-------- Records to process --------

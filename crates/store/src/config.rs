//! Table store configuration.

use crate::error::{Error, Result};

/// Default block size: 4KB.
pub const DEFAULT_BLOCK_SIZE: usize = 4096;

/// Default record size: 16 bytes.
pub const DEFAULT_RECORD_SIZE: usize = 16;

/// Default number of resident buffers.
pub const DEFAULT_BUFFERS: usize = 4;

/// Default fraction of block capacity used when allocating blocks on a split.
pub const DEFAULT_FILL_RATIO: f64 = 0.75;

/// Table store configuration options.
///
/// Block and record geometry is not persisted with the table; the same
/// values must be supplied on every open.
///
/// ```
/// use pretable_store::TableConfig;
///
/// let config = TableConfig::builder().block_size(32).record_size(8).build();
/// assert_eq!(config.entries(), 4);
/// ```
#[derive(Debug, Clone, bon::Builder)]
pub struct TableConfig {
    /// Block size in bytes (unit of disk I/O).
    #[builder(default = DEFAULT_BLOCK_SIZE)]
    pub block_size: usize,
    /// Record size in bytes.
    #[builder(default = DEFAULT_RECORD_SIZE)]
    pub record_size: usize,
    /// Number of blocks held in the buffer pool.
    #[builder(default = DEFAULT_BUFFERS)]
    pub buffers: usize,
    /// Target fill of newly allocated blocks, in `(0, 1]`.
    #[builder(default = DEFAULT_FILL_RATIO)]
    pub fill_ratio: f64,
    /// Whether `flush()` syncs the data file to durable storage.
    #[builder(default = true)]
    pub sync_on_flush: bool,
}

impl Default for TableConfig {
    fn default() -> Self {
        Self {
            block_size: DEFAULT_BLOCK_SIZE,
            record_size: DEFAULT_RECORD_SIZE,
            buffers: DEFAULT_BUFFERS,
            fill_ratio: DEFAULT_FILL_RATIO,
            sync_on_flush: true,
        }
    }
}

impl TableConfig {
    /// Maximum number of records per block.
    pub fn entries(&self) -> usize {
        self.block_size / self.record_size
    }

    /// Number of records placed in each block created by a split.
    pub fn new_entries(&self) -> usize {
        ((self.entries() as f64 * self.fill_ratio) as usize).max(1)
    }

    /// Checks that all settings are usable.
    ///
    /// # Errors
    ///
    /// Returns [`Error::InvalidConfig`] describing the first rejected setting.
    pub fn validate(&self) -> Result<()> {
        let reason = if self.record_size == 0 {
            "record size must be positive".to_string()
        } else if self.block_size < self.record_size {
            format!("block size {} smaller than record size {}", self.block_size, self.record_size)
        } else if self.block_size % self.record_size != 0 {
            format!(
                "block size {} is not a multiple of record size {}",
                self.block_size, self.record_size
            )
        } else if self.buffers == 0 {
            "buffer pool needs at least one buffer".to_string()
        } else if !(self.fill_ratio > 0.0 && self.fill_ratio <= 1.0) {
            format!("fill ratio {} outside (0, 1]", self.fill_ratio)
        } else {
            return Ok(());
        };
        Err(Error::InvalidConfig { reason })
    }
}
//! Error types for the table store.

use std::io;

use snafu::Snafu;

/// Physical block number: the block's offset, in block units, in the data file.
pub type BlockId = u64;

/// Logical record position within the table.
pub type Pre = u64;

/// Result type alias for table store operations.
pub type Result<T> = std::result::Result<T, Error>;

/// Errors that can occur during table store operations.
#[derive(Debug, Snafu)]
pub enum Error {
    /// I/O error from the underlying storage backend.
    #[snafu(display("I/O error: {source}"))]
    Io {
        /// The underlying I/O error.
        source: io::Error,
    },

    /// Sidecar index is unreadable, truncated or internally inconsistent.
    #[snafu(display("Corrupted table index: {reason}"))]
    Corrupted {
        /// Description of what was corrupted.
        reason: String,
    },

    /// Configuration values are out of range.
    #[snafu(display("Invalid configuration: {reason}"))]
    InvalidConfig {
        /// Description of the rejected setting.
        reason: String,
    },

    /// Access to a logical position outside `[0, count)`.
    #[snafu(display("Position {pre} out of range (count {count})"))]
    PositionOutOfRange {
        /// The requested position.
        pre: Pre,
        /// Number of records in the table.
        count: Pre,
    },

    /// Index search exhausted without finding an owning block.
    #[snafu(display("Invalid data access [pre: {pre}, index size: {index_size}]"))]
    InvalidAccess {
        /// The requested position.
        pre: Pre,
        /// Number of live index entries at the time of the search.
        index_size: usize,
    },

    /// Field lies (partially) outside the record.
    #[snafu(display(
        "Field at offset {offset} with width {width} exceeds record size {record_size}"
    ))]
    FieldOutOfBounds {
        /// Byte offset within the record.
        offset: usize,
        /// Field width in bytes.
        width: usize,
        /// Record size in bytes.
        record_size: usize,
    },

    /// Field width is not one of 1, 2, 4 or 5 bytes.
    #[snafu(display("Unsupported field width: {width}"))]
    InvalidFieldWidth {
        /// The rejected width.
        width: usize,
    },

    /// Value does not fit into the requested field width.
    #[snafu(display("Value {value} does not fit into {width} bytes"))]
    FieldOverflow {
        /// The value to be written.
        value: u64,
        /// Field width in bytes.
        width: usize,
    },

    /// Inserted byte span is not a whole number of records.
    #[snafu(display("Record span of {len} bytes is not a multiple of {record_size}"))]
    UnalignedRecords {
        /// Length of the supplied span.
        len: usize,
        /// Record size in bytes.
        record_size: usize,
    },

    /// The store has been closed.
    #[snafu(display("Table store is closed"))]
    Closed,

    /// A table with this name is already registered in the pool.
    #[snafu(display("Table {name} is already open"))]
    TableInUse {
        /// Name of the table.
        name: String,
    },

    /// No table with this name is registered in the pool.
    #[snafu(display("Table {name} is not open"))]
    TableNotFound {
        /// Name of the table.
        name: String,
    },
}

impl Error {
    /// Returns `true` for internal-consistency faults: positions outside the
    /// table and corrupted in-memory or on-disk index state, as opposed to
    /// I/O failures.
    pub fn is_consistency_fault(&self) -> bool {
        matches!(
            self,
            Error::PositionOutOfRange { .. } | Error::InvalidAccess { .. } | Error::Corrupted { .. }
        )
    }
}

// Provide automatic conversion from io::Error to Error::Io for ergonomic ? usage
impl From<io::Error> for Error {
    fn from(source: io::Error) -> Self {
        Error::Io { source }
    }
}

--------

Reproduce, character for character, only the lines of the preceding data that start at the line with "table; the same" and end at the line with "pub struct TableConfig", both included.

Answer section
/// Block and record geometry is not persisted with the table; the same
/// values must be supplied on every open.
///
/// ```
/// use pretable_store::TableConfig;
///
/// let config = TableConfig::builder().block_size(32).record_size(8).build();
/// assert_eq!(config.entries(), 4);
/// ```
#[derive(Debug, Clone, bon::Builder)]
pub struct TableConfig {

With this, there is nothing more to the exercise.